Phillips did not answer immediately. He was a large man, rather overweight, with wild dark hair and a beard severely in need of trimming. Hester had always found him to be most agreeable and to have a pleasing, if somewhat waspish, sense of humor. She hoped he was not going to get the blame for this, and she would be painfully disappointed in him if it were too easy to pass it onto Cleo.

"Have you nothing to say, man?" Thorpe demanded impatiently.

"Not without thinking about it carefully," Phillips replied. "Sir," he added, "if there’s medicine really missing, rather than just wastage or a miscount, or somebody’s error in writing what they took, then it’s a serious matter."

"Of course, it’s a serious matter! "Thorpe snapped. "There’s blackmail and murder involved."

"Murder?" Phillips said with a slight lift of surprise in his voice, but only slight. "Over our medicines? There’s been no theft that size. I know that for sure."

"Over a period of time," Thorpe corrected him. "Or so the sergeant thinks."

Phillips fished for his keys and brought out a large collection on a ring. First he opened one of the drawers and pulled out a ledger. "How far back, sir?" he asked Robb politely.

"I don’t know," Robb replied. "Try a year or so. That should be sufficient: ’

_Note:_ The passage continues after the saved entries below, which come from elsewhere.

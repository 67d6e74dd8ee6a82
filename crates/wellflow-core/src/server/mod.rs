//! Minimal HTTP/1.0 stats server
//!
//! One connection is handled at a time: read the request head, route it,
//! write a `200 OK` with the body and close. Every route answers 200, and
//! unknown paths get the stats page.

pub mod page;
pub mod request;

use alloc::borrow::Cow;
use alloc::format;
use core::fmt::Debug;

use embassy_time::Duration;
use embedded_hal_async::delay::DelayNs;
use embedded_io_async::{Read, Write};
use log::{info, warn};
use thiserror_no_std::Error;

use crate::app_state::AppState;
use crate::config::ConfigError;
use crate::runtime::sleep;
use crate::sensors::TemperatureSensor;
use crate::time_base::WallClock;

use request::{CALIBRATION_PARAM, RequestHead, Route};

/// Pause before accepting again after a failed accept.
pub const ACCEPT_RETRY_DELAY: Duration = Duration::from_millis(200);

pub const HTML_CONTENT_TYPE: &str = "text/html";
pub const CSS_CONTENT_TYPE: &str = "text/css";

#[derive(Error, Debug)]
pub enum ServerError<E: Debug> {
    #[error("transport error: {0:?}")]
    Io(E),
    #[error("connection closed before end of request head")]
    ConnectionClosed,
}

/// An accepted client stream.
pub trait Connection: Read + Write {
    /// End the stream after the response and wait until it has gone out.
    ///
    /// A connection dropped without closing may be reset instead.
    fn close(&mut self) -> impl Future<Output = Result<(), Self::Error>>;
}

impl<T: Connection + ?Sized> Connection for &mut T {
    async fn close(&mut self) -> Result<(), T::Error> {
        (**self).close().await
    }
}

/// Source of client connections.
pub trait Listener {
    type Connection<'a>: Connection
    where
        Self: 'a;
    type Error: Debug;

    /// Wait for the next client.
    fn accept(&mut self) -> impl Future<Output = Result<Self::Connection<'_>, Self::Error>>;
}

/// A routed response, ready to be written.
#[derive(Debug, PartialEq)]
pub struct Response {
    pub content_type: &'static str,
    pub body: Cow<'static, str>,
}

impl Response {
    fn html(body: alloc::string::String) -> Self {
        Self {
            content_type: HTML_CONTENT_TYPE,
            body: Cow::Owned(body),
        }
    }
}

/// Build the response for a request target.
pub async fn respond<C, T>(target: &str, state: &AppState<'_, C>, sensor: &mut T) -> Response
where
    C: WallClock,
    T: TemperatureSensor,
{
    match Route::classify(target) {
        Route::Stylesheet => Response {
            content_type: CSS_CONTENT_TYPE,
            body: Cow::Borrowed(page::STYLESHEET),
        },
        Route::ChangeCalibration(params) => {
            let result = match params.get(CALIBRATION_PARAM) {
                Some(raw) if !raw.is_empty() => state.set_calibration(raw),
                _ => Err(ConfigError::MissingParameter(CALIBRATION_PARAM)),
            };
            match result {
                Ok(()) => stats_page(state, sensor, None).await,
                Err(err) => {
                    warn!("Rejected calibration change: {}", err);
                    let message = format!("Could not update ticks per gallon: {}", err);
                    stats_page(state, sensor, Some(&message)).await
                }
            }
        }
        Route::Stats => stats_page(state, sensor, None).await,
    }
}

async fn stats_page<C: WallClock, T: TemperatureSensor>(
    state: &AppState<'_, C>,
    sensor: &mut T,
    error: Option<&str>,
) -> Response {
    let temperature = match sensor.read().await {
        Ok(celsius) => Some(celsius),
        Err(err) => {
            warn!("Temperature read failed: {:?}", err);
            None
        }
    };
    Response::html(page::render_stats(&state.snapshot(temperature), error))
}

/// Serve a single request on `conn`.
pub async fn handle_connection<R, C, T>(
    conn: &mut R,
    state: &AppState<'_, C>,
    sensor: &mut T,
) -> Result<(), ServerError<R::Error>>
where
    R: Read + Write,
    C: WallClock,
    T: TemperatureSensor,
{
    let head = RequestHead::read(conn).await?;
    info!("Request: {}", head.line());

    let response = respond(head.target(), state, sensor).await;

    let status = format!(
        "HTTP/1.0 200 OK\r\nContent-type: {}\r\n\r\n",
        response.content_type
    );
    conn.write_all(status.as_bytes())
        .await
        .map_err(ServerError::Io)?;
    conn.write_all(response.body.as_bytes())
        .await
        .map_err(ServerError::Io)?;
    conn.flush().await.map_err(ServerError::Io)?;
    Ok(())
}

/// Accept and serve clients one after another. Never returns.
///
/// A served connection is closed gracefully. A failed one is logged and
/// dropped; the loop carries on.
pub async fn serve_loop<N, C, T, D>(
    listener: &mut N,
    state: &AppState<'_, C>,
    sensor: &mut T,
    mut delay: D,
) where
    N: Listener,
    C: WallClock,
    T: TemperatureSensor,
    D: DelayNs,
{
    loop {
        let mut conn = match listener.accept().await {
            Ok(conn) => conn,
            Err(err) => {
                warn!("Accept failed: {:?}", err);
                sleep(&mut delay, ACCEPT_RETRY_DELAY).await;
                continue;
            }
        };

        info!("Client connected");
        match handle_connection(&mut conn, state, sensor).await {
            Ok(()) => {
                if let Err(err) = conn.close().await {
                    warn!("Close failed: {:?}", err);
                }
            }
            Err(err) => warn!("Connection error: {}", err),
        }
        drop(conn);
        info!("Client disconnected");
    }
}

"Don’t rightly know how I can tell." Phillips obligingly opened the ledger to the same month the previous year. He scanned the page and the following one. "Everything tallies here, an’ there’s no way we can know if it was what we had then in the cupboards. Doesn’t look like anyone’s altered it. Anyway, I’d know if they had, and I’d have told Mr. Thorpe."

Thorpe stepped closer and turned the page

s of the ledger himself, examining from that date to the present. There were quite obviously no alterations made to the entries. It told them nothing. The checking in of medicines was all made in the one hand, the withdrawals in several different hands of varying degrees of elegance and literacy. There were a few misspellings.

Robb looked at them. "Are these all doctors?" he asked.

"Of course," Thorpe replied tartly. "You don’t imagine we give the keys to the nurses, do you? If the wretched woman has really stolen medicines from this hospital, then it will be sleight of hand while the doctor’s back was turned, perhaps attending to a patient taken suddenly ill, or while he was otherwise distracted. It is a perfectly dastardly thing to do. I trust she will be punished to the fullest extent of the law as a deterrent to any other person tempted to enrich herself at the expense of those in her care!"

"Could just be wastage," Phillips observed, his eyes wide, looking from Thorpe to Robb. "Not easy to measure powders exact. Close enough, o’ course, but over a couple o’ dozen doses yer could be out a bit. Ever considered that, sir?"

"You couldn’t blackmail anybody over that," Robb replied, but his expression indicated that he said it with reluctance. "There must be more. If there is nothing in the past that is provable now, would you check your present stocks exactly against what is in your books?"

"Of course." Phillips had very little choice, nor for that matter, had Robb.

They stood silently while Phillips went through his cupboards, weighing, measuring and counting, watched impatiently by Thorpe, anxiously by Callandra, and with unease by Robb.

Hester wondered if Robb had even a suspicion that his grandfather’s suffering had been treated by this very means, with medicine stolen not for gain but out of compassion by Cleo Anderson, whom he now sought to prove guilty of murdering Treadwell. She looked at his earnest face and saw pity in it, but no doubt, no tearing of loyalties ... not yet.